You can’t act one way and expect others to act another way. Here are ways to help set the right example:

Be a Team Player

Don’t discuss any disagreements you may have with peers, senior managers or other departments. Be careful of making disparaging comments about their decisions or actions. Address any issues with those people or groups directly; don’t use critical or negative e-mails or public meetings to “send them a message.”

Engage Your Team

Brainstorm issues by asking staff for ideas on the “dumbest things we do around here,” “biggest barriers to reaching our goals,” “major implementation issues we need to address,” “pet peeves,” “dumb rules and forms,” “things that drive you crazy,” or the like. Identify those things you or your team directly control, can influence, or don’t control at all. Discuss ways to fix the things you do control and get ideas and volunteers from the team to do the same for things you can influence. Discuss how you can all accept and let go of the things you can’t do anything about.

Be Strategic with Your Time

Take a critical look at your calendar and in-box or keep a time log. What are you so busy doing? There’s a likelihood that many of the activities you’re involved in don’t need you to dive into such a level of detail. Are you solving the same problems over and over? Watch for recurring patterns. What are the root or common causes of issues? You are likely perpetuating the dependence cycle by not delegating or developing others to handle many of your daily operational issues.

Practise What You Preach

Ensure you arrive for meetings or start them on time, give plenty of notice if you’re cancelling or changing times, and show up prepared. Model the time management and respectful behavior that you expect from everyone else. Analyze your calendar and meeting agendas for the past few months. Do they clearly reflect your top goals and priorities?

Train and Be Trained

Ensure that you and others are well trained in the “soft” leadership skill areas of coaching, communications, leading teams, running meetings and the like. Use the skills in your own meetings, coaching activities, and team decision making and planning. Help deliver that skill development.

Bridge We/They Gaps

Search out and destroy the status symbols, perks or privileges that separate management from the workers. Find other ways to compensate managers or let those who need these symbols take their elitist insecurities to some other organization. Flatten corporate hierarchy and promote informality.

Step Back to Step Ahead

The busier life gets, the harder it is to keep our effectiveness in perspective. One of the first things to go when we’re pressed for time, is personal development and renewal. But when we spend less time reflecting on what’s working and what’s not, we spend more time spinning our wheels. The faster and crazier our day gets, the less we stop and check to see that we’re racing down the right road. That increases the chances that we need to spin our wheels even faster to keep up.

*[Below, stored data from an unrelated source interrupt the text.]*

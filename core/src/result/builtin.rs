// III-IV
// Copyright 2023 Julio Merino
//
// Licensed under the Apache License, Version 2.0 (the "License"); you may not
// use this file except in compliance with the License.  You may obtain a copy
// of the License at:
//
//     http://www.apache.org/licenses/LICENSE-2.0
//
// Unless required by applicable law or agreed to in writing, software
// distributed under the License is distributed on an "AS IS" BASIS, WITHOUT
// WARRANTIES OR CONDITIONS OF ANY KIND, either express or implied.  See the
// License for the specific language governing permissions and limitations
// under the License.

//! Outcomes raised by the framework itself.
//!
//! Negative codes are reserved for these.  Applications should declare their own outcomes with
//! positive codes.

use super::{Outcome, EXCEPTION_CODE, EXCEPTION_MESSAGE};
use http::StatusCode;

/// Generic failure returned to clients in place of any unexpected error.
pub const INTERNAL_ERROR: Outcome =
    Outcome::declare(EXCEPTION_CODE, EXCEPTION_MESSAGE, StatusCode::INTERNAL_SERVER_ERROR);

/// A JSON document was well-formed but did not match the expected shape.
pub const JSON_MAPPING: Outcome =
    Outcome::declare(-10, "Invalid JSON fields", StatusCode::BAD_REQUEST);

/// A JSON document could not be parsed.
pub const JSON_PARSE: Outcome = Outcome::declare(-11, "Malformed JSON", StatusCode::BAD_REQUEST);

/// A path lookup into a JSON document found nothing.
pub const NO_VALUE_FOUND: Outcome =
    Outcome::declare(-12, "No value found at the requested path", StatusCode::NOT_FOUND);

/// An XML document could not be mapped to the expected shape.
pub const XML_MAPPING: Outcome = Outcome::declare(-13, "Invalid XML", StatusCode::BAD_REQUEST);

/// A YAML document could not be mapped to the expected shape.
pub const YAML_MAPPING: Outcome = Outcome::declare(-14, "Invalid YAML", StatusCode::BAD_REQUEST);

/// A request that must not carry a payload did.
pub const PAYLOAD_NOT_EMPTY: Outcome =
    Outcome::declare(-15, "Content should be empty", StatusCode::PAYLOAD_TOO_LARGE);

/// Worker went from never started to running.
pub const WORKER_STARTED: Outcome = Outcome::declare_ok(-100, "Worker started");

/// Worker was already running.
pub const WORKER_ALREADY_STARTED: Outcome =
    Outcome::declare(-101, "Worker already started", StatusCode::CONFLICT);

/// Worker went from stopped to running.
pub const WORKER_RESTARTED: Outcome = Outcome::declare_ok(-102, "Worker restarted");

/// Worker went from running to stopped.
pub const WORKER_STOPPED: Outcome = Outcome::declare_ok(-103, "Worker stopped");

/// Worker was already stopped.
pub const WORKER_ALREADY_STOPPED: Outcome =
    Outcome::declare(-104, "Worker already stopped", StatusCode::CONFLICT);

/// Worker has never been started.
pub const WORKER_NOT_STARTED: Outcome =
    Outcome::declare(-105, "Worker has not been started", StatusCode::CONFLICT);

/// Worker task was run on demand.
pub const WORKER_INVOKED: Outcome = Outcome::declare_ok(-106, "Worker invoked");

/// Worker task cannot be run on demand while the worker is stopped.
pub const WORKER_CANNOT_INVOKE: Outcome =
    Outcome::declare(-107, "Worker is stopped and cannot be invoked", StatusCode::CONFLICT);

/// Worker was started with a new period.
pub const WORKER_STARTED_PERIOD: Outcome =
    Outcome::declare_ok(-108, "Worker started with new period");

/// Worker was restarted with a new period.
pub const WORKER_RESTARTED_PERIOD: Outcome =
    Outcome::declare_ok(-109, "Worker restarted with new period");

/// Worker status: never started.
pub const WORKER_STATUS_NONE: Outcome = Outcome::declare_ok(-110, "Worker status: none");

/// Worker status: running.
pub const WORKER_STATUS_WORKING: Outcome = Outcome::declare_ok(-111, "Worker status: working");

/// Worker status: stopped.
pub const WORKER_STATUS_STOPPED: Outcome = Outcome::declare_ok(-112, "Worker status: stopped");

/// All builtin outcomes, for registration in a `ResultBank`.
pub const ALL: &[Outcome] = &[
    Outcome::VALID,
    Outcome::UNDECLARED,
    INTERNAL_ERROR,
    JSON_MAPPING,
    JSON_PARSE,
    NO_VALUE_FOUND,
    XML_MAPPING,
    YAML_MAPPING,
    PAYLOAD_NOT_EMPTY,
    WORKER_STARTED,
    WORKER_ALREADY_STARTED,
    WORKER_RESTARTED,
    WORKER_STOPPED,
    WORKER_ALREADY_STOPPED,
    WORKER_NOT_STARTED,
    WORKER_INVOKED,
    WORKER_CANNOT_INVOKE,
    WORKER_STARTED_PERIOD,
    WORKER_RESTARTED_PERIOD,
    WORKER_STATUS_NONE,
    WORKER_STATUS_WORKING,
    WORKER_STATUS_STOPPED,
];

Break the cycle. Pause periodically on your own and with your team to check progress. Decide what you should keep, stop, and start doing, and refocus your efforts.

Check your own behavior

How to walk what you talk? Here are ways to check up on your own modelling behavior:

  • When completing a direct report’s performance appraisal, ask for input on your own behavior.
  • Run focus groups using a cross-section of people in your organization. Include a neutral facilitator who prepares a report summarizing the feedback.
  • Periodically do group assessments of your meeting effectiveness. Ask what you should keep, stop or start doing to make your work together more effective.
  • Get an assessment from external consultants based on some combination of surveys, reviews, focus groups and customer feedback.
  • Gather anonymous feedback on your behavior from direct reports, peers, bosses and people served by your organization.
  • Network informally among peers in and out of your organization. Seek input on everything from personal observations to rumors they’ve heard about you.